There is a suggestion that I do not quite understand:
Since $\bigcup_{r>0}\partial B(x,r)$ is an uncountable disjoint union, there $r_x>0$ such that:
1- $\mu(\partial B(x,r_x))=0$.
2- $\pi| B(x,r_x)$ is measurably isomorphic to $B(x,r_x)\times \mathbb{R}^{n}$.
Thanks for your attention.
Let $x \in X$ be arbitrary. There exsits an open neighborhood $U$ of $x$ such that $E$ restricted to $U$ is trivial.
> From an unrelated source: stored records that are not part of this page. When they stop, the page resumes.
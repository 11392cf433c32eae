//! Event types emitted by a streaming run.
//!
//! [`Event`] is the closed-but-extensible set of normalised events the SSE
//! normaliser (`model::sse`) produces from wire frames and the stream
//! buffer (`stream_buffer`) delivers to a consumer, in emission order.

use serde::{Deserialize, Serialize};
use serde_json::Value;

use crate::usage::Usage;

/// A normalised streaming event.
#[derive(Debug, Clone, Serialize, Deserialize)]
#[serde(tag = "type", rename_all = "snake_case")]
#[non_exhaustive]
pub enum Event {
    /// The remote has created a response object; the turn has begun.
    ResponseCreated {
        /// Id assigned by the remote to this response.
        response_id: String,
        /// Model that will service this response.
        model: String,
        /// Unix timestamp (seconds) of creation.
        created_at: i64,
    },

    /// An incremental fragment of assistant text output.
    TextDelta {
        /// The text fragment.
        text: String,
        /// Index of the content part this fragment belongs to.
        index: u32,
    },

    /// An incremental fragment of a function call's JSON arguments.
    FunctionCallArgumentsDelta {
        /// The function-call id the fragment belongs to.
        call_id: String,
        /// The arguments text fragment.
        #[serde(rename = "arguments")]
        arguments_fragment: String,
        /// Index of the output item this fragment belongs to.
        index: u32,
    },

    /// A new tool (function) call has been announced by the model.
    ToolCall {
        /// Name of the function being called.
        name: String,
        /// Id of this function call.
        call_id: String,
        /// Arguments accumulated so far (may be incomplete until the
        /// corresponding `function_call_arguments.done` frame, which is
        /// itself suppressed per the SSE mapping table).
        arguments: String,
    },

    /// The response has completed; usage is final for this turn.
    ResponseCompleted {
        /// Final usage for this turn.
        usage: Usage,
        /// Trace id of the owning run, if tracing is enabled.
        trace_id: Option<String>,
    },

    /// The stream's terminal `[DONE]` sentinel was received.
    StreamComplete,

    /// A usage figure arrived outside of a `response.completed` frame.
    UsageUpdate {
        /// The usage reported.
        usage: Usage,
    },

    /// A wire event whose `type` was not recognised.
    Unknown {
        /// The raw wire payload, preserved for diagnostics.
        raw: Value,
    },
}

impl Event {
    /// Returns `true` if this event terminates the stream.
    #[must_use]
    pub const fn is_terminal(&self) -> bool {
        matches!(self, Self::StreamComplete)
    }
}
//! Conversation items and the ordered conversation they form.
//!
//! A [`Conversation`] is the append-only history the Runner sends to the
//! model adapter on every turn. Items are never mutated once appended;
//! [`Item::FunctionCallOutput`] items must always reference an earlier
//! [`Item::FunctionCall`] with the same `call_id` (enforced by
//! [`Conversation::push`] in debug builds via [`Conversation::validate`]).

use serde::{Deserialize, Serialize};

/// The role attached to a `message` conversation item.
#[derive(Debug, Clone, Copy, PartialEq, Eq, Serialize, Deserialize)]
#[serde(rename_all = "snake_case")]
pub enum Role {
    /// A message authored by the end user.
    User,
    /// A message authored by the assistant (rarely fed back verbatim; text
    /// output items are normally represented as [`Item::Text`] instead).
    Assistant,
    /// A system-level message, distinct from agent `instructions`.
    System,
}

/// A single tagged element of a conversation.
#[derive(Debug, Clone, Serialize, Deserialize)]
#[serde(tag = "type", rename_all = "snake_case")]
#[non_exhaustive]
pub enum Item {
    /// User or assistant text input.
    Message {
        /// Who authored this message.
        role: Role,
        /// The message text.
        content: String,
    },

    /// Normalised assistant text output.
    Text {
        /// The output text.
        text: String,
    },

    /// A function call requested by the model.
    FunctionCall {
        /// Id correlating this call to its eventual output.
        call_id: String,
        /// Name of the function being called.
        name: String,
        /// Arguments, as a JSON-encoded string (per the wire format).
        arguments: String,
    },

    /// The local result of executing a [`Item::FunctionCall`].
    FunctionCallOutput {
        /// Id of the `function_call` this output answers.
        call_id: String,
        /// Output, as a JSON-encoded string.
        output: String,
    },

    /// A structured handoff item (rare; handoffs usually arrive as a
    /// `function_call` named `handoff_to_<target>` instead, see
    /// [`crate::handoff`]).
    Handoff {
        /// Name of the target agent.
        target: String,
    },
}

impl Item {
    /// Construct a user message item from plain text.
    #[must_use]
    pub fn user(text: impl Into<String>) -> Self {
        Self::Message {
            role: Role::User,
            content: text.into(),
        }
    }

    /// Returns the `call_id` this item carries, if any.
    #[must_use]
    pub fn call_id(&self) -> Option<&str> {
        match self {
            Self::FunctionCall { call_id, .. } | Self::FunctionCallOutput { call_id, .. } => {
                Some(call_id)
            }
            _ => None,
        }
    }

    /// Returns `true` if this is a function call whose name is a handoff
    /// shim (`handoff_to_<target>`), per [`crate::handoff`].
    #[must_use]
    pub fn is_handoff_call(&self) -> bool {
        matches!(self, Self::FunctionCall { name, .. } if name.starts_with(crate::handoff::HANDOFF_PREFIX))
    }
}

/// An ordered, append-only sequence of conversation items.
#[derive(Debug, Clone, Default, Serialize, Deserialize)]
pub struct Conversation(Vec<Item>);

impl Conversation {
    /// Create an empty conversation.
    #[must_use]
    pub const fn new() -> Self {
        Self(Vec::new())
    }

    /// Wrap a plain string as the initial user input.
    #[must_use]
    pub fn from_text(text: impl Into<String>) -> Self {
        Self(vec![Item::user(text)])
    }

    /// Use an explicit item sequence as the initial conversation, verbatim.
    #[must_use]
    pub fn from_items(items: Vec<Item>) -> Self {
        Self(items)
    }

    /// Append an item to the end of the conversation.
    ///
    /// # Panics
    /// In debug builds, panics if appending `item` would break the
    /// `function_call_output` → `function_call` pairing invariant checked
    /// by [`Self::validate`].
    pub fn push(&mut self, item: Item) {
        self.0.push(item);
        debug_assert!(self.validate(), "function_call_output must follow a matching function_call");
    }

    /// Append every item from an iterator, preserving order.
    ///
    /// # Panics
    /// In debug builds, panics under the same condition as [`Self::push`].
    pub fn extend(&mut self, items: impl IntoIterator<Item = Item>) {
        self.0.extend(items);
        debug_assert!(self.validate(), "function_call_output must follow a matching function_call");
    }

    /// Borrow the items in order.
    #[must_use]
    pub fn items(&self) -> &[Item] {
        &self.0
    }

    /// Number of items in the conversation.
    #[must_use]
    pub fn len(&self) -> usize {
        self.0.len()
    }

    /// Returns `true` if the conversation has no items.
    #[must_use]
    pub fn is_empty(&self) -> bool {
        self.0.is_empty()
    }

    /// Verify that every `function_call_output` is preceded by exactly one
    /// `function_call` with a matching `call_id`.
    ///
    /// This is the invariant spec.md §8 requires the engine to uphold; it
    /// is exercised directly by tests and may be called defensively before
    /// building a request.
    #[must_use]
    pub fn validate(&self) -> bool {
        let mut seen_calls = std::collections::HashSet::new();
        for item in &self.0 {
            match item {
                Item::FunctionCall { call_id, .. } => {
                    seen_calls.insert(call_id.clone());
                }
                Item::FunctionCallOutput { call_id, .. } => {
                    if !seen_calls.remove(call_id) {
                        return false;
                    }
                }
                _ => {}
            }
        }
        true
    }
}

impl IntoIterator for Conversation {
    type Item = Item;
    type IntoIter = std::vec::IntoIter<Item>;

    fn into_iter(self) -> Self::IntoIter {
        self.0.into_iter()
    }
}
Let $r > 0$ such that $B_r(x) \subset U$.
Claim: There exists $0 < s \leq r$ such that $\mu (\partial B_s(x)) = 0$.
proof: For $0 < s \neq \tilde s \leq r$ we have $\partial B_s(x) \cap \partial B_{\tilde s}(x) = \emptyset$. Thus for each $n \geq 1$ the set $I_n := \{0 < s \leq r | \mu(\partial B_s(x)) \geq 1/n\}$ is finite since $$\infty > \mu(X) \geq \mu (B_r(x)) \geq \Sigma_{s \in I_n} \mu(\partial B_s(x)) \geq 1/n |I_n|.$$ It follows that $I := \{0 < s \leq r | \mu(\partial B_s(x)) > 0\} = \bigcup_{n \geq 1}I_n$ is countable. In particular $I^c = \{0 < s \leq r | \mu(\partial B_s(x)) = 0\}$ is nonempty $\square$
It follows that for all $x \in X$ there exists an $s(x) > 0$ such that $\mu(\partial B_s(x)) = 0$ and $E$ restricted to $B_{s(x)}(x)$ is trivial. Clearly $X = \bigcup_{x \in X}B_{s(x)}(x)$. Since $X$ is compact there exists a finite number of points $x_1, \dots , x_k$ such that $X = \bigcup_{1 \leq i \leq k} B_{s(x_i)}(x_i)$. Let $B_i = B_{s(x_i)}(x_i)$ and define inductively $U_1 = B_1$ and $U_k = B_k \setminus (\overline U_1 \cup \dots \cup \overline U_{k - 1})$. Then the $U_i$ are disjoint, open and $E$ restricted to each $U_i$ is trivial. Hence $E$ restricted to $\bigcup_i U_i$ is trivial. Further by construction $X \setminus \bigcup_iU_i \subseteq \bigcup_i \partial B_i$. Thus $$\mu(X \setminus \bigcup U_i) \leq \mu(\bigcup \partial B_i) = 0.$$